If hydrocephalus progresses, difficulty sucking and feeding, and a high-pitched shrill cry results. (lower brain stem dysfunction)

28. Infancy
Emesis, somnolence, seizures, and cardiopulmonary distress ensues and hydrocephalus progresses.
Severely affected infants may not survive neonatal period.

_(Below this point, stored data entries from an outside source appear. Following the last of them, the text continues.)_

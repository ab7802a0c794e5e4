use alloy::primitives::B256;

use crate::error::DappError;

/// State of a single transaction attempt.
#[derive(Debug, Clone, PartialEq, Eq)]
pub enum TxState {
    Built,
    Submitted,
    Pending(B256),
    Confirmed(B256),
    Failed(String),
}

impl TxState {
    pub fn name(&self) -> &'static str {
        match self {
            TxState::Built => "built",
            TxState::Submitted => "submitted",
            TxState::Pending(_) => "pending",
            TxState::Confirmed(_) => "confirmed",
            TxState::Failed(_) => "failed",
        }
    }

    pub fn is_terminal(&self) -> bool {
        matches!(self, TxState::Confirmed(_) | TxState::Failed(_))
    }

    fn can_advance_to(&self, next: &TxState) -> bool {
        match (self, next) {
            (TxState::Built, TxState::Submitted)
            | (TxState::Submitted, TxState::Pending(_))
            | (TxState::Pending(_), TxState::Confirmed(_)) => true,
            (from, TxState::Failed(_)) => !from.is_terminal(),
            _ => false,
        }
    }
}

/// Tracks one transaction from construction to a terminal state.
#[derive(Debug, Clone)]
pub struct TransactionLifecycle {
    history: Vec<TxState>,
}

impl TransactionLifecycle {
    pub fn new() -> Self {
        Self {
            history: vec![TxState::Built],
        }
    }

    pub fn state(&self) -> &TxState {
        // history always starts with Built
        &self.history[self.history.len() - 1]
    }

    pub fn history(&self) -> &[TxState] {
        &self.history
    }

    pub fn advance(&mut self, next: TxState) -> Result<(), DappError> {
        let current = self.state();
        if !current.can_advance_to(&next) {
            return Err(DappError::InvalidTransition {
                from: current.name(),
                to: next.name(),
            });
        }
        self.history.push(next);
        Ok(())
    }

    /// Hash of the submitted transaction, once known.
    pub fn tx_hash(&self) -> Option<B256> {
        self.history.iter().rev().find_map(|state| match state {
            TxState::Pending(hash) | TxState::Confirmed(hash) => Some(*hash),
            _ => None,
        })
    }

    pub fn is_confirmed(&self) -> bool {
        matches!(self.state(), TxState::Confirmed(_))
    }
}

impl Default for TransactionLifecycle {
    fn default() -> Self {
        Self::new()
    }
}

29. Childhood Signs and symptoms caused by increased ICP.
Manifestations caused by posterior neoplasms and aqueduct stenosis, manifestations associated with space-occupying lesions.

30. Childhood
Headache on awakening with improvement following emesis or sitting up.
Papilledema (swelling of optic disc DT obstruction), strabismus, and extrapyramidal tract signs such as ataxia
Irritability, lethargy, apathy, confusion, and often incoherent

32. Childhood Dandy-Walker syndrome- congenital defect-late onset.
Obstruction of foramen of Lushka and Magendie
Bulging occiput, nystagmus, ataxia, cranial nerve palsies
Female predominance (3:1)
Absence or occlusion of ventricles

33. Diagnostic Evaluation
Antenatal- fetal ultrasound as early as 14 weeks
Infancy- based on head circumference crosses one or more grid lines on the infant growth chart within a 4 week period and there are progressive neuro signs.
CT and MRI to localize site of obstruction; reveal large ventricles

34. Therapeutic management
Goals:
Relieve hydrocephaly
Treat complications
Manage problem resulting from effects of disorder on psychomotor development
USUALLY SURGICAL!

35. Surgical Treatment Therapy of choice!
Direct removal of source of obstruction (neoplasm, cyst, or hematoma)
Most require shunt procedure to drain CSF from ventricles to extracranial area; usually peritoneum(VP shunt), or right atrium (VA shunt) for absorption.

36. Treatment of hydrocephalus
The two most commonly used shunt systems are the ventriculoatrial (VA) and ventriculoperitoneal (VP) shunts. The VP shunt is most commonly used as it is simpler to place, extra tubing may be placed in the peritoneum and the consequences of infection are less.